# Need some info on how to keep plants alive before planting!



## Racie_Gracy (Jul 6, 2012)

Hey everybody!!! This is my first ever post, although I have been reading plenty from this site before I joined. 

My question to you is this... 

I have a bit of an issue, I ordered a bag of Carrib sea eco complete from eBay... Its proved almost impossible to get in Ireland. But I Just received an e-mail to say they wont post here. BUT I'm arranging a courier to get it sent over from England and that is going to take a few days (possibly Wednesday or Thursday)
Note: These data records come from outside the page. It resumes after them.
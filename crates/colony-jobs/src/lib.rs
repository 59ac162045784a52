//! Logistics jobs for the colony simulation.
//!
//! A deliveryman works through an ordered queue of request tokens. The
//! queue is stored by the colony's request system; the job holds only the
//! store's token, so request-state changes can rearrange the queue while a
//! job call is in flight.
//!
//! # Modules
//!
//! - [`deliveryman`] -- [`JobDeliveryman`] dispatch operations
//! - [`error`] -- Job restore errors ([`JobError`])
//! - [`queue`] -- The [`TaskQueue`] and its deletion rules
//! - [`request`] -- The [`RequestSystem`] seam and [`StandardRequestSystem`]

pub mod deliveryman;
pub mod error;
pub mod queue;
pub mod request;

pub use deliveryman::{JobDeliveryman, TAG_RS_DATA_STORE};
pub use error::JobError;
pub use queue::TaskQueue;
pub use request::{DataStoreManager, RequestSystem, StandardRequestSystem};
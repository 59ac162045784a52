//! Citizen behavior scheduling for the colony simulation.
//!
//! A citizen's AI is a finite state machine driven by a table of
//! [`AiTarget`]s. Each tick the table is scanned in priority order and the
//! first target whose state, throttle and predicate gates all pass runs its
//! action; the action's result becomes the next state.
//!
//! # Modules
//!
//! - [`agent`] -- The per-agent driver ([`AiAgent`]) and the object-safe
//!   [`Tickable`] seam used by the scheduler.
//! - [`error`] -- Errors raised by predicates and actions ([`TargetError`]).
//! - [`offset`] -- Tick-rate clamping and the rotating phase counter.
//! - [`state`] -- The [`AiState`] marker and the [`TargetState`] matcher.
//! - [`table`] -- The ordered, tombstoned [`TargetTable`].
//! - [`target`] -- [`AiTarget`] and its builder.

pub mod agent;
pub mod error;
pub mod offset;
pub mod state;
pub mod table;
pub mod target;

pub use agent::{AgentTick, AiAgent, Tickable};
pub use error::{HostError, TargetError};
pub use offset::{
    MAX_AI_TICKRATE, MAX_AI_TICKRATE_VARIANT, MIN_AI_TICKRATE, OffsetCounter, clamp_tick_rate,
};
pub use state::{AiState, TargetState};
pub use table::{Fired, TargetId, TargetTable};
pub use target::{Action, AiTarget, AiTargetBuilder, Predicate};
As if that wasn't headache enough, I've already ordered my plants, and they will be due on Monday or Tuesday

I've ordered a few pygmy chain swords (Echinodorus tenellus) and some java moss. 

Will these plants be ok if they are not planted for a few days? Can I keep them in a bucket of water until I get everything sorted...


im lost... 

Thanks everybody!


----------



## HybridHerp (May 24, 2012)

I think a bucket of water will be your best bet for the time being
Most plants can survive a day or two of having to float, I know the moss couldn't care less however but keep your eye on the chain sword


----------



## 150EH (Dec 6, 2004)

I would rinse them in non chlorinated water and then put them in any container that allows plenty of light, by the time you get them they will be staving for light but the should rebound quickly once they are planted.


----------



## HD Blazingwolf (May 12, 2011)

150EH said:


> I would rinse them in non chlorinated water and then put them in any container that allows plenty of light, by the time you get them they will be staving for light but the should rebound quickly once they are planted.
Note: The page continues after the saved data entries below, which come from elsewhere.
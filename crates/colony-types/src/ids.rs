//! Strongly-typed identifiers used across the colony workspace.
//!
//! Colony-scoped entities (citizens, work orders) carry small integer ids
//! allocated by the owning colony. Request-system entities (tasks, data
//! stores) are addressed by opaque UUID tokens.

use serde::{Deserialize, Serialize};
use uuid::Uuid;

/// Error returned when a raw integer is not a valid citizen id.
#[derive(Debug, Clone, Copy, PartialEq, Eq, thiserror::Error)]
#[error("citizen id 0 is reserved for \"unclaimed\"")]
pub struct ReservedCitizenId;

/// Unique identifier for a citizen within a colony.
///
/// The raw value `0` is reserved: persisted and wire formats use it to mean
/// "no citizen", so it can never name a real citizen.
#[derive(Debug, Clone, Copy, PartialEq, Eq, PartialOrd, Ord, Hash, Serialize, Deserialize)]
#[serde(try_from = "u32", into = "u32")]
pub struct CitizenId(u32);

impl CitizenId {
    /// Create a citizen id, returning `None` for the reserved value `0`.
    pub const fn new(raw: u32) -> Option<Self> {
        if raw == 0 { None } else { Some(Self(raw)) }
    }

    /// Return the raw integer value.
    pub const fn get(self) -> u32 {
        self.0
    }

    /// Encode an optional citizen as a raw integer (`None` becomes `0`).
    pub fn raw_or_zero(id: Option<Self>) -> u32 {
        id.map_or(0, Self::get)
    }
}

impl TryFrom<u32> for CitizenId {
    type Error = ReservedCitizenId;

    fn try_from(raw: u32) -> Result<Self, Self::Error> {
        Self::new(raw).ok_or(ReservedCitizenId)
    }
}

impl From<CitizenId> for u32 {
    fn from(id: CitizenId) -> Self {
        id.0
    }
}

impl core::fmt::Display for CitizenId {
    fn fmt(&self, f: &mut core::fmt::Formatter<'_>) -> core::fmt::Result {
        write!(f, "citizen#{}", self.0)
    }
}

/// Unique identifier for a work order within a colony.
#[derive(
    Debug, Clone, Copy, PartialEq, Eq, PartialOrd, Ord, Hash, Default, Serialize, Deserialize,
)]
#[serde(transparent)]
pub struct WorkOrderId(pub u32);

impl WorkOrderId {
    /// Return the raw integer value.
    pub const fn get(self) -> u32 {
        self.0
    }
}

impl core::fmt::Display for WorkOrderId {
    fn fmt(&self, f: &mut core::fmt::Formatter<'_>) -> core::fmt::Result {
        write!(f, "order#{}", self.0)
    }
}

/// Generates a newtype wrapper around [`Uuid`] for request-system tokens.
macro_rules! define_token {
    (
        $(#[$meta:meta])*
        $name:ident
    ) => {
        $(#[$meta])*
        #[derive(Debug, Clone, Copy, PartialEq, Eq, PartialOrd, Ord, Hash, Serialize, Deserialize)]
        #[serde(transparent)]
        pub struct $name(pub Uuid);

        impl $name {
            /// Create a new random token.
            pub fn new() -> Self {
                Self(Uuid::new_v4())
            }

            /// Return the inner [`Uuid`] value.
            pub const fn into_inner(self) -> Uuid {
                self.0
            }
        }

        impl Default for $name {
            fn default() -> Self {
                Self::new()
            }
        }

        impl core::fmt::Display for $name {
            fn fmt(&self, f: &mut core::fmt::Formatter<'_>) -> core::fmt::Result {
                write!(f, "{}", self.0)
            }
        }

        impl From<Uuid> for $name {
            fn from(id: Uuid) -> Self {
                Self(id)
            }
        }
    };
}

define_token! {
    /// Opaque reference to a request tracked by the colony's request system.
    ///
    /// Dispatch jobs queue these tokens; the request payload itself stays
    /// with the request system.
    TaskToken
}

define_token! {
    /// Handle to a job's data store inside the request system.
    DataStoreToken
}

#[cfg(test)]
#[allow(clippy::unwrap_used)]
mod tests {
    use super::*;

    #[test]
    fn citizen_zero_is_reserved() {
        assert!(CitizenId::new(0).is_none());
        assert_eq!(CitizenId::new(7).map(CitizenId::get), Some(7));
        assert_eq!(CitizenId::raw_or_zero(None), 0);
    }

    #[test]
    fn citizen_serde_rejects_zero() {
        let ok: CitizenId = serde_json::from_str("12").unwrap();
        assert_eq!(ok.get(), 12);
        assert!(serde_json::from_str::<CitizenId>("0").is_err());
    }

    #[test]
    fn tokens_are_distinct() {
        assert_ne!(TaskToken::new(), TaskToken::new());
        let token = TaskToken::new();
        let json = serde_json::to_string(&token).unwrap();
        let back: TaskToken = serde_json::from_str(&json).unwrap();
        assert_eq!(token, back);
    }
}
I think u meant to say a container that allows no light

Plant metabolisms slow down in cooler temps. Put them in airtight bags with some water. Not a lot. They need the air if there is no light. And put them in a cooler with a ice pack and keep the temp around 60 if u can. They will survive that way or put them in a bucket of water and set them out under the shade of a tree during sunlight. They will survive that way as well. Direct sunlight will turn them to mush with no nutrients


----------